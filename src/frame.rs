//! Polars helpers shared by the pipeline stages.
//!
//! The three upstream datasets carry dozens of loosely typed columns whose set
//! changes between releases, so every stage works on a `DataFrame` and these
//! helpers cover the record conversion, renaming and joining they share.

use crate::error::{PipelineError, Result};
use crate::utils::normalize_name;
use polars::prelude::*;
use serde::{Deserialize, Serialize};
use serde_json::{Map, Value as JsonValue};
use std::collections::HashMap;

/// Storage type of a column. Serialised names follow the dtype names found in
/// previously saved type-schema files.
#[derive(Debug, Copy, Clone, PartialEq, Eq, Hash, Serialize, Deserialize)]
pub enum ColumnType {
    #[serde(rename = "bool")]
    Bool,
    #[serde(rename = "int64", alias = "Int64")]
    Int,
    #[serde(rename = "float64")]
    Float,
    #[serde(rename = "datetime64[ns]")]
    DateTime,
    #[serde(rename = "string", alias = "object")]
    Text,
}

impl ColumnType {
    pub fn of(dtype: &DataType) -> ColumnType {
        match dtype {
            DataType::Boolean => ColumnType::Bool,
            DataType::Int8
            | DataType::Int16
            | DataType::Int32
            | DataType::Int64
            | DataType::UInt8
            | DataType::UInt16
            | DataType::UInt32
            | DataType::UInt64 => ColumnType::Int,
            DataType::Float32 | DataType::Float64 => ColumnType::Float,
            DataType::Datetime(_, _) | DataType::Date => ColumnType::DateTime,
            _ => ColumnType::Text,
        }
    }

    pub fn dtype(self) -> DataType {
        match self {
            ColumnType::Bool => DataType::Boolean,
            ColumnType::Int => DataType::Int64,
            ColumnType::Float => DataType::Float64,
            ColumnType::DateTime => DataType::Datetime(TimeUnit::Microseconds, None),
            ColumnType::Text => DataType::String,
        }
    }
}

pub fn has_column(df: &DataFrame, name: &str) -> bool {
    df.get_column_index(name).is_some()
}

pub fn column_names(df: &DataFrame) -> Vec<String> {
    df.get_column_names().iter().map(|c| c.to_string()).collect()
}

/// The column `name`, or a schema-drift error naming `dataset`.
pub fn require<'a>(df: &'a DataFrame, name: &str, dataset: &str) -> Result<&'a Series> {
    match df.get_column_index(name) {
        Some(_) => Ok(df.column(name)?.as_materialized_series()),
        None => Err(PipelineError::drift(name, dataset)),
    }
}

/// Values of `name` in their string form; ids may arrive as numbers on one
/// side and strings on the other.
pub fn text_values(df: &DataFrame, name: &str, dataset: &str) -> Result<Vec<Option<String>>> {
    let s = require(df, name, dataset)?.cast(&DataType::String)?;
    Ok(s.str()?.into_iter().map(|v| v.map(str::to_string)).collect())
}

fn json_column(name: &str, values: &[&JsonValue]) -> Series {
    let name = PlSmallStr::from_str(name);
    let present = || values.iter().filter(|v| !v.is_null());
    if present().next().is_none() {
        return Series::full_null(name, values.len(), &DataType::String);
    }
    if present().all(|v| v.is_boolean()) {
        return Series::new(name, values.iter().map(|v| v.as_bool()).collect::<Vec<_>>());
    }
    if present().all(|v| v.is_i64()) {
        return Series::new(name, values.iter().map(|v| v.as_i64()).collect::<Vec<_>>());
    }
    if present().all(|v| v.is_number()) {
        return Series::new(name, values.iter().map(|v| v.as_f64()).collect::<Vec<_>>());
    }
    let text: Vec<Option<String>> = values
        .iter()
        .map(|v| match v {
            JsonValue::Null => None,
            JsonValue::String(s) => Some(s.clone()),
            other => Some(other.to_string()),
        })
        .collect();
    Series::new(name, text)
}

/// Build a frame from JSON objects. The header is the union of keys in
/// first-seen order; absent keys become nulls and mixed columns become text.
pub fn from_records(records: &[Map<String, JsonValue>]) -> Result<DataFrame> {
    let mut names: Vec<&String> = Vec::new();
    let mut index: HashMap<&String, usize> = HashMap::new();
    for rec in records {
        for key in rec.keys() {
            if !index.contains_key(key) {
                index.insert(key, names.len());
                names.push(key);
            }
        }
    }
    let columns = names
        .iter()
        .map(|name| {
            let values: Vec<&JsonValue> = records
                .iter()
                .map(|rec| rec.get(name.as_str()).unwrap_or(&JsonValue::Null))
                .collect();
            json_column(name, &values).into()
        })
        .collect::<Vec<Column>>();
    Ok(DataFrame::new(columns)?)
}

/// One JSON object per row, nulls kept.
pub fn to_records(df: &DataFrame) -> Result<Vec<Map<String, JsonValue>>> {
    let mut buf = Vec::new();
    JsonWriter::new(&mut buf)
        .with_json_format(JsonFormat::JsonLines)
        .finish(&mut df.clone())?;
    let body = String::from_utf8_lossy(&buf);
    let records = body
        .lines()
        .filter(|l| !l.trim().is_empty())
        .map(serde_json::from_str::<Map<String, JsonValue>>)
        .collect::<std::result::Result<Vec<_>, _>>()?;
    Ok(records)
}

/// A constant column of `height` rows holding `value`.
pub fn constant(name: &str, value: &JsonValue, height: usize) -> Series {
    let values = vec![value; height];
    json_column(name, &values)
}

fn renamed<F>(df: &DataFrame, rename: F) -> Result<DataFrame>
where
    F: Fn(&str) -> String,
{
    let columns = df
        .get_columns()
        .iter()
        .map(|c| {
            let name = rename(c.name().as_str());
            c.as_materialized_series().clone().with_name(name.into()).into()
        })
        .collect::<Vec<Column>>();
    Ok(DataFrame::new(columns)?)
}

pub fn with_suffix(df: &DataFrame, suffix: &str) -> Result<DataFrame> {
    renamed(df, |c| format!("{c}{suffix}"))
}

/// Rename `from` to `to`; `false` when `from` is absent.
pub fn rename(df: &mut DataFrame, from: &str, to: &str) -> Result<bool> {
    if !has_column(df, from) {
        return Ok(false);
    }
    df.rename(from, to.into())?;
    Ok(true)
}

/// Drop duplicate rows, on `subset` or on the full row, keeping the first.
pub fn dedup(df: &DataFrame, subset: Option<&[String]>) -> Result<DataFrame> {
    Ok(df.unique_stable(subset, UniqueKeepStrategy::First, None)?)
}

fn join(left: DataFrame, right: DataFrame, left_on: &str, right_on: &str, how: JoinType) -> Result<DataFrame> {
    if !has_column(&left, left_on) {
        return Err(PipelineError::drift(left_on, "left side of join"));
    }
    if !has_column(&right, right_on) {
        return Err(PipelineError::drift(right_on, "right side of join"));
    }
    let args = JoinArgs::new(how).with_coalesce(JoinCoalesce::KeepColumns);
    let joined = left
        .lazy()
        .with_column(col(left_on).cast(DataType::String))
        .join(
            right.lazy().with_column(col(right_on).cast(DataType::String)),
            [col(left_on)],
            [col(right_on)],
            args,
        )
        .collect()?;
    Ok(joined)
}

/// Rows of `left` matched by `right`; both key columns are kept.
pub fn inner_join(left: DataFrame, right: DataFrame, left_on: &str, right_on: &str) -> Result<DataFrame> {
    join(left, right, left_on, right_on, JoinType::Inner)
}

/// Every row of `left`, with `right` attached where the keys match.
pub fn left_join(left: DataFrame, right: DataFrame, left_on: &str, right_on: &str) -> Result<DataFrame> {
    join(left, right, left_on, right_on, JoinType::Left)
}

/// Normalise every column name, then sort the header. Columns whose names
/// collide after normalisation are merged, earlier columns winning.
pub fn normalize_column_names(df: &DataFrame) -> Result<DataFrame> {
    let mut merged: Vec<(String, Series)> = Vec::new();
    for c in df.get_columns() {
        let name = normalize_name(c.name().as_str());
        let series = c.as_materialized_series();
        match merged.iter_mut().find(|(n, _)| *n == name) {
            Some((_, kept)) => {
                let other = series.cast(kept.dtype())?;
                *kept = kept.zip_with(&kept.is_not_null(), &other)?;
            }
            None => merged.push((name, series.clone())),
        }
    }
    merged.sort_by(|a, b| a.0.cmp(&b.0));
    let columns = merged
        .into_iter()
        .map(|(name, s)| s.with_name(name.into()).into())
        .collect::<Vec<Column>>();
    Ok(DataFrame::new(columns)?)
}

#[cfg(test)]
pub(crate) mod tests {
    use super::*;
    use serde_json::json;

    pub(crate) fn text_at(df: &DataFrame, name: &str, row: usize) -> Option<String> {
        text_values(df, name, "test frame").unwrap().get(row).cloned().flatten()
    }

    pub(crate) fn float_at(df: &DataFrame, name: &str, row: usize) -> Option<f64> {
        let s = df.column(name).unwrap().as_materialized_series().cast(&DataType::Float64).unwrap();
        s.f64().unwrap().get(row)
    }

    fn record(v: JsonValue) -> Map<String, JsonValue> {
        v.as_object().unwrap().clone()
    }

    #[test]
    fn builds_from_heterogeneous_records() {
        let df = from_records(&[
            record(json!({"a": 1, "b": "x", "n": 2})),
            record(json!({"b": "y", "c": 2.5, "n": "deux"})),
        ])
        .unwrap();
        assert_eq!(column_names(&df), ["a", "b", "n", "c"]);
        assert_eq!(df.column("a").unwrap().dtype(), &DataType::Int64);
        assert_eq!(df.column("c").unwrap().dtype(), &DataType::Float64);
        assert_eq!(df.column("n").unwrap().dtype(), &DataType::String);
        assert_eq!(text_at(&df, "a", 1), None);
        assert_eq!(float_at(&df, "c", 1), Some(2.5));
        assert_eq!(to_records(&df).unwrap()[0]["b"], json!("x"));
    }

    #[test]
    fn inner_join_drops_unmatched_and_fans_out() {
        let left = df!("k" => [Some("a"), Some("b"), None], "l" => [1i64, 2, 3]).unwrap();
        let right = df!("key" => ["a", "a"], "r" => ["r1", "r2"]).unwrap();
        let joined = inner_join(left, right, "k", "key").unwrap();
        assert_eq!(joined.height(), 2);
        assert_eq!(column_names(&joined), ["k", "l", "key", "r"]);
    }

    #[test]
    fn left_join_keeps_unmatched_rows() {
        let left = df!("k" => ["a", "z"]).unwrap();
        let right = df!("id" => ["a"], "v" => [1i64]).unwrap();
        let joined = left_join(left, right, "k", "id").unwrap();
        assert_eq!(joined.height(), 2);
        assert_eq!(joined.column("v").unwrap().null_count(), 1);
    }

    #[test]
    fn join_keys_compare_as_strings() {
        let left = df!("k" => [42i64]).unwrap();
        let right = df!("id" => ["42"]).unwrap();
        assert_eq!(inner_join(left, right, "k", "id").unwrap().height(), 1);
    }

    #[test]
    fn join_on_missing_column_is_schema_drift() {
        let left = df!("k" => ["a"]).unwrap();
        let right = df!("id" => ["a"]).unwrap();
        let err = inner_join(left, right, "nope", "id").unwrap_err();
        assert!(matches!(err, PipelineError::SchemaDrift { .. }));
    }

    #[test]
    fn dedup_on_full_row_and_on_keys() {
        let df = df!(
            "id" => ["a", "a", "a", "b"],
            "v" => [Some(1i64), Some(1), Some(2), None]
        )
        .unwrap();
        assert_eq!(dedup(&df, None).unwrap().height(), 3);
        let by_id = dedup(&df, Some(["id".to_string()].as_slice())).unwrap();
        assert_eq!(by_id.height(), 2);
        assert_eq!(float_at(&by_id, "v", 0), Some(1.0));
    }

    #[test]
    fn normalizes_merges_and_sorts_header() {
        let df = df!(
            "Nom Commune_enedis" => ["PARIS"],
            "Adresse_enedis" => [None::<&str>],
            "adresse_enedis" => ["1 RUE A"]
        )
        .unwrap();
        let out = normalize_column_names(&df).unwrap();
        assert_eq!(column_names(&out), ["adresse_enedis", "nom_commune_enedis"]);
        assert_eq!(text_at(&out, "adresse_enedis", 0).as_deref(), Some("1 RUE A"));
    }

    #[test]
    fn suffixes_and_renames() {
        let df = df!("id" => ["x"], "label" => ["y"]).unwrap();
        let mut df = with_suffix(&df, "_ban").unwrap();
        assert_eq!(column_names(&df), ["id_ban", "label_ban"]);
        assert!(rename(&mut df, "id_ban", "id_BAN").unwrap());
        assert!(!rename(&mut df, "absent", "x").unwrap());
        assert!(has_column(&df, "id_BAN"));
    }

    #[test]
    fn constants_follow_the_json_type() {
        assert_eq!(constant("a", &json!("N/A"), 2).dtype(), &DataType::String);
        assert_eq!(constant("b", &json!(0), 2).dtype(), &DataType::Int64);
        assert_eq!(constant("c", &JsonValue::Null, 2).null_count(), 2);
    }

    #[test]
    fn maps_polars_dtypes() {
        assert_eq!(ColumnType::of(&DataType::Int32), ColumnType::Int);
        assert_eq!(ColumnType::of(&ColumnType::DateTime.dtype()), ColumnType::DateTime);
        assert_eq!(ColumnType::of(&DataType::String), ColumnType::Text);
    }
}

=-=-=-=-=

Requirement: Everything above from the line with "Series::new(name, text)" to the line with "pub fn to_records(df: &DataFrame)", both included, must be repeated exactly, and nothing outside that range.

Output:
    Series::new(name, text)
}

/// Build a frame from JSON objects. The header is the union of keys in
/// first-seen order; absent keys become nulls and mixed columns become text.
pub fn from_records(records: &[Map<String, JsonValue>]) -> Result<DataFrame> {
    let mut names: Vec<&String> = Vec::new();
    let mut index: HashMap<&String, usize> = HashMap::new();
    for rec in records {
        for key in rec.keys() {
            if !index.contains_key(key) {
                index.insert(key, names.len());
                names.push(key);
            }
        }
    }
    let columns = names
        .iter()
        .map(|name| {
            let values: Vec<&JsonValue> = records
                .iter()
                .map(|rec| rec.get(name.as_str()).unwrap_or(&JsonValue::Null))
                .collect();
            json_column(name, &values).into()
        })
        .collect::<Vec<Column>>();
    Ok(DataFrame::new(columns)?)
}

/// One JSON object per row, nulls kept.
pub fn to_records(df: &DataFrame) -> Result<Vec<Map<String, JsonValue>>> {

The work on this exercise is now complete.